## Task prompt
Go through the records and copy each line where the word "unknown" occurs.
"""
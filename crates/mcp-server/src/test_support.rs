//! In-memory [`AsanaApi`] for handler tests.

use asana_client::{
    AsanaApi, AsanaError, PageOptions, RequestOptions, TaskSearch, TASK_SEARCH_WINDOW,
};
use async_trait::async_trait;
use serde_json::Value;
use std::collections::HashMap;
use std::sync::{Mutex, PoisonError};

#[derive(Default)]
pub(crate) struct FakeAsana {
    pub projects: Vec<Value>,
    pub tasks: Vec<Value>,
    pub task_records: HashMap<String, Value>,
    pub project_records: HashMap<String, Value>,
    pub sections: Vec<Value>,
    pub custom_field_settings: Vec<Value>,
    pub workspaces: Vec<Value>,
    pub fail_project: bool,
    pub fail_sections: bool,
    pub fail_custom_fields: bool,
    pub fail_workspaces: bool,
    pub(crate) calls: Mutex<Vec<String>>,
}

fn boom(what: &str) -> AsanaError {
    AsanaError::Api {
        status: 500,
        message: format!("{what} unavailable"),
    }
}

impl FakeAsana {
    pub fn calls(&self) -> Vec<String> {
        self.calls
            .lock()
            .unwrap_or_else(PoisonError::into_inner)
            .clone()
    }

    fn record(&self, call: String) {
        self.calls
            .lock()
            .unwrap_or_else(PoisonError::into_inner)
            .push(call);
    }
}

fn fields(opts: &RequestOptions) -> &str {
    opts.opt_fields.as_deref().unwrap_or("-")
}

#[async_trait]
impl AsanaApi for FakeAsana {
    async fn search_projects(
        &self,
        workspace: &str,
        query: &str,
        include_archived: bool,
        page: PageOptions,
    ) -> asana_client::Result<Vec<Value>> {
        self.record(format!(
            "search_projects({workspace}, {query}, {include_archived}, {:?}, {:?})",
            page.limit, page.offset
        ));
        Ok(page.apply(self.projects.clone()))
    }

    async fn search_tasks(
        &self,
        workspace: &str,
        search: &TaskSearch,
    ) -> asana_client::Result<Vec<Value>> {
        self.record(format!(
            "search_tasks({workspace}, {}, {:?}, {:?})",
            search.text, search.page.limit, search.page.offset
        ));
        let window = usize::try_from(TASK_SEARCH_WINDOW).unwrap_or(usize::MAX);
        Ok(search
            .page
            .apply(self.tasks.iter().take(window).cloned()))
    }

    async fn get_task(&self, task_gid: &str) -> asana_client::Result<Option<Value>> {
        self.record(format!("get_task({task_gid})"));
        Ok(self.task_records.get(task_gid).cloned())
    }

    async fn get_project(
        &self,
        project_gid: &str,
        opts: &RequestOptions,
    ) -> asana_client::Result<Option<Value>> {
        self.record(format!("get_project({project_gid}, {})", fields(opts)));
        if self.fail_project {
            return Err(boom("project"));
        }
        Ok(self.project_records.get(project_gid).cloned())
    }

    async fn get_project_sections(
        &self,
        project_gid: &str,
        opts: &RequestOptions,
    ) -> asana_client::Result<Vec<Value>> {
        self.record(format!("get_project_sections({project_gid}, {})", fields(opts)));
        if self.fail_sections {
            return Err(boom("sections"));
        }
        Ok(self.sections.clone())
    }

    async fn get_project_custom_field_settings(
        &self,
        project_gid: &str,
        _opts: &RequestOptions,
    ) -> asana_client::Result<Vec<Value>> {
        self.record(format!("get_project_custom_field_settings({project_gid})"));
        if self.fail_custom_fields {
            return Err(boom("custom fields"));
        }
        Ok(self.custom_field_settings.clone())
    }

    async fn list_workspaces(&self, opts: &RequestOptions) -> asana_client::Result<Vec<Value>> {
        self.record(format!("list_workspaces({})", fields(opts)));
        if self.fail_workspaces {
            return Err(boom("workspaces"));
        }
        Ok(self.workspaces.clone())
    }
}
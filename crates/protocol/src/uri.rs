//! `asana://{kind}/{gid}` resource addressing.

use std::fmt;

pub const RESOURCE_SCHEME: &str = "asana";

pub const PROJECT_URI_TEMPLATE: &str = "asana://project/{project_gid}";

/// A parsed resource URI. Workspace and project URIs are disjoint, so the
/// parse order only short-circuits.
#[derive(Debug, Clone, PartialEq, Eq)]
pub enum ResourceUri {
    Workspace(String),
    Project(String),
}

impl ResourceUri {
    /// Returns `None` unless `raw` is exactly `asana://workspace/{gid}` or
    /// `asana://project/{gid}` with a non-empty, slash-free gid.
    pub fn parse(raw: &str) -> Option<Self> {
        let rest = raw
            .strip_prefix(RESOURCE_SCHEME)
            .and_then(|rest| rest.strip_prefix("://"))?;

        if let Some(gid) = segment_after(rest, "workspace/") {
            return Some(Self::Workspace(gid.to_string()));
        }
        if let Some(gid) = segment_after(rest, "project/") {
            return Some(Self::Project(gid.to_string()));
        }
        None
    }

    pub fn workspace(gid: &str) -> Self {
        Self::Workspace(gid.to_string())
    }

    pub fn gid(&self) -> &str {
        match self {
            Self::Workspace(gid) | Self::Project(gid) => gid,
        }
    }
}

fn segment_after<'a>(rest: &'a str, prefix: &str) -> Option<&'a str> {
    rest.strip_prefix(prefix)
        .filter(|gid| !gid.is_empty() && !gid.contains('/'))
}

impl fmt::Display for ResourceUri {
    fn fmt(&self, f: &mut fmt::Formatter<'_>) -> fmt::Result {
        match self {
            Self::Workspace(gid) => write!(f, "{RESOURCE_SCHEME}://workspace/{gid}"),
            Self::Project(gid) => write!(f, "{RESOURCE_SCHEME}://project/{gid}"),
        }
    }
}
//! `search` and `fetch`: the generic connector operations.

use crate::cursor::{decode_offset, encode_offset};
use crate::diagnostics::DiagnosticSink;
use crate::error::{HandlerError, RecordKind, Result};
use crate::project::load_project;
use asana_client::{AsanaApi, PageOptions, TaskSearch, TASK_SEARCH_WINDOW};
use asana_protocol::{
    serialize_json, FetchKind, FetchRequest, FetchResponse, FetchedResource, NextPage,
    ResourceContent, SearchItem, SearchKind, SearchRequest, SearchResponse, JSON_MIME_TYPE,
};
use serde_json::Value;
use std::sync::Arc;

#[derive(Clone)]
pub struct ConnectorHandlers {
    api: Arc<dyn AsanaApi>,
    diagnostics: Arc<dyn DiagnosticSink>,
}

#[derive(Debug)]
struct ValidSearch {
    kind: SearchKind,
    workspace: String,
    query: String,
    limit: Option<u32>,
    offset: Option<u64>,
}

fn present(value: Option<String>) -> Option<String> {
    value.filter(|value| !value.is_empty())
}

fn missing(fields: &[(&'static str, bool)]) -> HandlerError {
    HandlerError::MissingParameters(
        fields
            .iter()
            .filter(|(_, absent)| *absent)
            .map(|(name, _)| *name)
            .collect(),
    )
}

fn validate_search(request: SearchRequest) -> Result<ValidSearch> {
    let (kind, workspace, query) = match (
        present(request.kind),
        present(request.workspace),
        present(request.query),
    ) {
        (Some(kind), Some(workspace), Some(query)) => (kind, workspace, query),
        (kind, workspace, query) => {
            return Err(missing(&[
                ("type", kind.is_none()),
                ("workspace", workspace.is_none()),
                ("query", query.is_none()),
            ]))
        }
    };

    let kind = kind
        .parse::<SearchKind>()
        .map_err(|unknown| HandlerError::UnsupportedSearchType(unknown.0))?;

    let page = request.page.unwrap_or_default();
    let offset = page
        .cursor
        .as_deref()
        .filter(|cursor| !cursor.trim().is_empty())
        .map(decode_offset)
        .transpose()?;

    Ok(ValidSearch {
        kind,
        workspace,
        query,
        limit: page.limit,
        offset,
    })
}

fn validate_fetch(request: FetchRequest) -> Result<(String, FetchKind)> {
    match (present(request.id), present(request.kind)) {
        (Some(id), Some(kind)) => {
            let kind = kind
                .parse::<FetchKind>()
                .map_err(|unknown| HandlerError::UnsupportedFetchType(unknown.0))?;
            Ok((id, kind))
        }
        (id, kind) => Err(missing(&[("id", id.is_none()), ("type", kind.is_none())])),
    }
}

fn string_field(record: &Value, key: &str) -> String {
    record
        .get(key)
        .and_then(Value::as_str)
        .unwrap_or_default()
        .to_string()
}

fn search_item(record: &Value) -> SearchItem {
    SearchItem {
        id: string_field(record, "gid"),
        title: string_field(record, "name"),
        summary: string_field(record, "notes"),
    }
}

/// A full page suggests more results may exist; nothing checks that they do.
/// No cursor is issued once the next offset reaches `window`, since the
/// upstream cannot serve anything past it.
fn next_page(
    limit: Option<usize>,
    offset: Option<u64>,
    count: usize,
    window: Option<u64>,
) -> Option<NextPage> {
    let limit = limit.filter(|limit| *limit > 0)?;
    let next = offset.unwrap_or(0).saturating_add(count as u64);
    if window.is_some_and(|window| next >= window) {
        return None;
    }
    (count == limit).then(|| NextPage {
        cursor: encode_offset(next),
    })
}

impl ConnectorHandlers {
    pub fn new(api: Arc<dyn AsanaApi>, diagnostics: Arc<dyn DiagnosticSink>) -> Self {
        Self { api, diagnostics }
    }

    pub async fn search(&self, request: SearchRequest) -> Result<SearchResponse> {
        self.diagnostics
            .info(&format!("Received SearchRequest: {request:?}"));
        let result = self.run_search(request).await;
        if let Err(err) = &result {
            self.diagnostics.error(&format!("Search failed: {err}"));
        }
        result
    }

    pub async fn fetch(&self, request: FetchRequest) -> Result<FetchResponse> {
        self.diagnostics
            .info(&format!("Received FetchRequest: {request:?}"));
        let result = self.run_fetch(request).await;
        if let Err(err) = &result {
            self.diagnostics.error(&format!("Fetch failed: {err}"));
        }
        result
    }

    async fn run_search(&self, request: SearchRequest) -> Result<SearchResponse> {
        let search = validate_search(request)?;
        let page = PageOptions {
            limit: search.limit,
            offset: search.offset,
        };

        let (results, window) = match search.kind {
            SearchKind::Project => {
                let projects = self
                    .api
                    .search_projects(&search.workspace, &search.query, false, page)
                    .await?;
                (projects, None)
            }
            SearchKind::Task => {
                let task_search = TaskSearch {
                    text: search.query.clone(),
                    page,
                };
                let tasks = self
                    .api
                    .search_tasks(&search.workspace, &task_search)
                    .await?;
                (tasks, Some(TASK_SEARCH_WINDOW))
            }
        };

        let limit = search
            .limit
            .map(|limit| usize::try_from(limit).unwrap_or(usize::MAX));
        let items: Vec<SearchItem> = results
            .iter()
            .take(limit.unwrap_or(usize::MAX))
            .map(search_item)
            .collect();
        let next_page = next_page(limit, search.offset, items.len(), window);

        Ok(SearchResponse { items, next_page })
    }

    async fn run_fetch(&self, request: FetchRequest) -> Result<FetchResponse> {
        let (id, kind) = validate_fetch(request)?;

        let (title, text) = match kind {
            FetchKind::Task => {
                let task = self
                    .api
                    .get_task(&id)
                    .await?
                    .ok_or_else(|| HandlerError::not_found(RecordKind::Task, &id))?;
                (string_field(&task, "name"), serialize_json(&task)?)
            }
            FetchKind::Project => {
                let project =
                    load_project(self.api.as_ref(), self.diagnostics.as_ref(), &id).await?;
                (
                    project.name.clone().unwrap_or_default(),
                    serialize_json(&project)?,
                )
            }
        };

        Ok(FetchResponse {
            resource: Some(FetchedResource {
                id,
                kind,
                title,
                content: ResourceContent {
                    mime_type: JSON_MIME_TYPE.to_string(),
                    text,
                },
            }),
        })
    }
}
"""
## Worked solution
        .map_err(|unknown| HandlerError::UnsupportedSearchType(unknown.0))?;
                .map_err(|unknown| HandlerError::UnsupportedFetchType(unknown.0))?;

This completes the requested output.